> Provided records:
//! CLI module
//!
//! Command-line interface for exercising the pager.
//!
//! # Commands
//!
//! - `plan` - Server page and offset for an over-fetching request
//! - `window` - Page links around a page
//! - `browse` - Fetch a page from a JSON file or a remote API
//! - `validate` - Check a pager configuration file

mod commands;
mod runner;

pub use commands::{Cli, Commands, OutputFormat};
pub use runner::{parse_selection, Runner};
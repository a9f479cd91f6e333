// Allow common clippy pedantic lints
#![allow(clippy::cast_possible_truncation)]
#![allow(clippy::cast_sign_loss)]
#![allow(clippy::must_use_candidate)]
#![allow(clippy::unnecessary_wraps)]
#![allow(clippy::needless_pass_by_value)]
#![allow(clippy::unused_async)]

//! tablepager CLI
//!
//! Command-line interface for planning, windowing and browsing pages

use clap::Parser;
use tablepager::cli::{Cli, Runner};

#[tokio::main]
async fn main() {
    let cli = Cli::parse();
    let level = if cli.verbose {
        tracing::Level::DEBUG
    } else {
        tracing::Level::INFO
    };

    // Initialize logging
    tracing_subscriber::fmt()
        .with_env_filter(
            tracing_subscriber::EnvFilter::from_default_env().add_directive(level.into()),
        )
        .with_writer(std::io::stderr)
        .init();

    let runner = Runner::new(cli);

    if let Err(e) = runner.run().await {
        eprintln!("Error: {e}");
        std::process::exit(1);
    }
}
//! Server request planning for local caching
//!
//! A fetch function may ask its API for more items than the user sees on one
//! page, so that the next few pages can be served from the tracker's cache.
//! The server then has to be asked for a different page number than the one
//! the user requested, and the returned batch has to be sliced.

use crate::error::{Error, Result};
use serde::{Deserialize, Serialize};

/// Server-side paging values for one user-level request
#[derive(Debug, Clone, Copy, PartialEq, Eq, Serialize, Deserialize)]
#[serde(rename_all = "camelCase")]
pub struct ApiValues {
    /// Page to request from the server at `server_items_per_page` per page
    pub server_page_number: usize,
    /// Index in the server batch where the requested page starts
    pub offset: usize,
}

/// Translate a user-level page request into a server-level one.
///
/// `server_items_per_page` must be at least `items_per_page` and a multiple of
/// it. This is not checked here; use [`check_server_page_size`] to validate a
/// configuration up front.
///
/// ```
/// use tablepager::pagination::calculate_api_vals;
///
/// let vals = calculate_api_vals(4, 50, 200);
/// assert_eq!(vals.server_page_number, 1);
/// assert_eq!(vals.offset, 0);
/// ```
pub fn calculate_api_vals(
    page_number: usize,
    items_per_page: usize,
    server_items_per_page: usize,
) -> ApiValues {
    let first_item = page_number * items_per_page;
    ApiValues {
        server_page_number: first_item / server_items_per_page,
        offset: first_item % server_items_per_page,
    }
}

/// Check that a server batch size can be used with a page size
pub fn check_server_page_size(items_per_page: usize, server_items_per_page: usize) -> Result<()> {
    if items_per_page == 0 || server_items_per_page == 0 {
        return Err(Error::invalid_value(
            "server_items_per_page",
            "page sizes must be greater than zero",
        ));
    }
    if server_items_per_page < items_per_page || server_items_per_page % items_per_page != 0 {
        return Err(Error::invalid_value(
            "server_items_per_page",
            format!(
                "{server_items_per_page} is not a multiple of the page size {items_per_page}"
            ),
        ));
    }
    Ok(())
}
--
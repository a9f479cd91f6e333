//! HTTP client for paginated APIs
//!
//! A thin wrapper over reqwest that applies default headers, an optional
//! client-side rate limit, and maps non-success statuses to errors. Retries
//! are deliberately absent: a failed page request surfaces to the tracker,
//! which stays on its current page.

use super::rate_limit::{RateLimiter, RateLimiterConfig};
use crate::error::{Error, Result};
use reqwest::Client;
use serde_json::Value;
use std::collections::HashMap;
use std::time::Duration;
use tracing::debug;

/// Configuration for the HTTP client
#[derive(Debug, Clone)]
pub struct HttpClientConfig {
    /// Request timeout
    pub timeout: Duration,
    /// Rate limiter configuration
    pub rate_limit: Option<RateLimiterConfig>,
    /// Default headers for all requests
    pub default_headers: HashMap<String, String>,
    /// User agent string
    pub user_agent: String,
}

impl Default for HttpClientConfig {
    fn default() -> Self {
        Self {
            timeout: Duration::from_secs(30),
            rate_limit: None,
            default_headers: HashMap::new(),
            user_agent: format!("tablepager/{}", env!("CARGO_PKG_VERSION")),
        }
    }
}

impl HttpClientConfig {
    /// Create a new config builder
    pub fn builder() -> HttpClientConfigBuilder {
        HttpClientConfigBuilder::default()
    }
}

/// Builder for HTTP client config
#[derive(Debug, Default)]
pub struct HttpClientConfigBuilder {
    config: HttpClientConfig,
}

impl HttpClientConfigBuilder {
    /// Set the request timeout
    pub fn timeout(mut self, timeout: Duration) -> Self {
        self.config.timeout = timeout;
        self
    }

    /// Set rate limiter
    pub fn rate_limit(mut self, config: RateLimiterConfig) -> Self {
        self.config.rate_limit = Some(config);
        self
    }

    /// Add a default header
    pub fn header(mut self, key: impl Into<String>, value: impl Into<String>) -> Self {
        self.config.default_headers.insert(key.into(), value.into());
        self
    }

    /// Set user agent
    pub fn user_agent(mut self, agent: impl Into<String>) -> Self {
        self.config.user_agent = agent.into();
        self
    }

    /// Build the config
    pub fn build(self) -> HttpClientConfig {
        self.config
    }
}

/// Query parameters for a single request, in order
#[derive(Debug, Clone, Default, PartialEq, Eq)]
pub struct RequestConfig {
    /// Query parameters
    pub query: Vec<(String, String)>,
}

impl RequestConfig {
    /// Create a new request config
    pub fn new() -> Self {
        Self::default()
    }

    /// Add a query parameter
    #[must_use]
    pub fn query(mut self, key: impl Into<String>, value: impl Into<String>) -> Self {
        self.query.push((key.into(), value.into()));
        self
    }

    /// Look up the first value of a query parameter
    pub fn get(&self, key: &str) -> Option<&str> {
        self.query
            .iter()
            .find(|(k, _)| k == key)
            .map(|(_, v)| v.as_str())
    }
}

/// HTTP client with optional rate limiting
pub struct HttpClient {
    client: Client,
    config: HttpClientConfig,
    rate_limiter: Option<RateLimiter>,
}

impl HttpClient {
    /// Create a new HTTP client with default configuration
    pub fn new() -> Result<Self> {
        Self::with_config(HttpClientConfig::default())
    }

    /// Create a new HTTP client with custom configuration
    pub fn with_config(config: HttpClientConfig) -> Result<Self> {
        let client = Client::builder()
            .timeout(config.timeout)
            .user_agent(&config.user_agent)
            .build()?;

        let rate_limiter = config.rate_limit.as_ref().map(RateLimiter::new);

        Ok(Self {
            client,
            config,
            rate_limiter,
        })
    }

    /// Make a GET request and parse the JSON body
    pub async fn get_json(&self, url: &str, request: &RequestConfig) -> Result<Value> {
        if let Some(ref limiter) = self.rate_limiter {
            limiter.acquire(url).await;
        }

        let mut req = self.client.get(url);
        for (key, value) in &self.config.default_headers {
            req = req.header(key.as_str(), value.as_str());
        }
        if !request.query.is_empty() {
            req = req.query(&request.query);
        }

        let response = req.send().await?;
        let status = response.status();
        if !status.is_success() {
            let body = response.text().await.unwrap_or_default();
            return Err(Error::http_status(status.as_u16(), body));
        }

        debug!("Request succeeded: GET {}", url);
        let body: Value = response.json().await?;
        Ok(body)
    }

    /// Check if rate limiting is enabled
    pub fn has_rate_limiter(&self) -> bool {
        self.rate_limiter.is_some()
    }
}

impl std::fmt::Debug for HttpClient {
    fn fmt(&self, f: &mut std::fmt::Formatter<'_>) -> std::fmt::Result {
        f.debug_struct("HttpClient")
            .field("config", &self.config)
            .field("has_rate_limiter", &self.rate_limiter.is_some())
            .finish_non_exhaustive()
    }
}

> What the task asks:
Scan the preceding listing for the string "impl" and copy every line where it occurs.

> Task answer:
impl Default for HttpClientConfig {
impl HttpClientConfig {
impl HttpClientConfigBuilder {
    pub fn header(mut self, key: impl Into<String>, value: impl Into<String>) -> Self {
    pub fn user_agent(mut self, agent: impl Into<String>) -> Self {
impl RequestConfig {
    pub fn query(mut self, key: impl Into<String>, value: impl Into<String>) -> Self {
impl HttpClient {
impl std::fmt::Debug for HttpClient {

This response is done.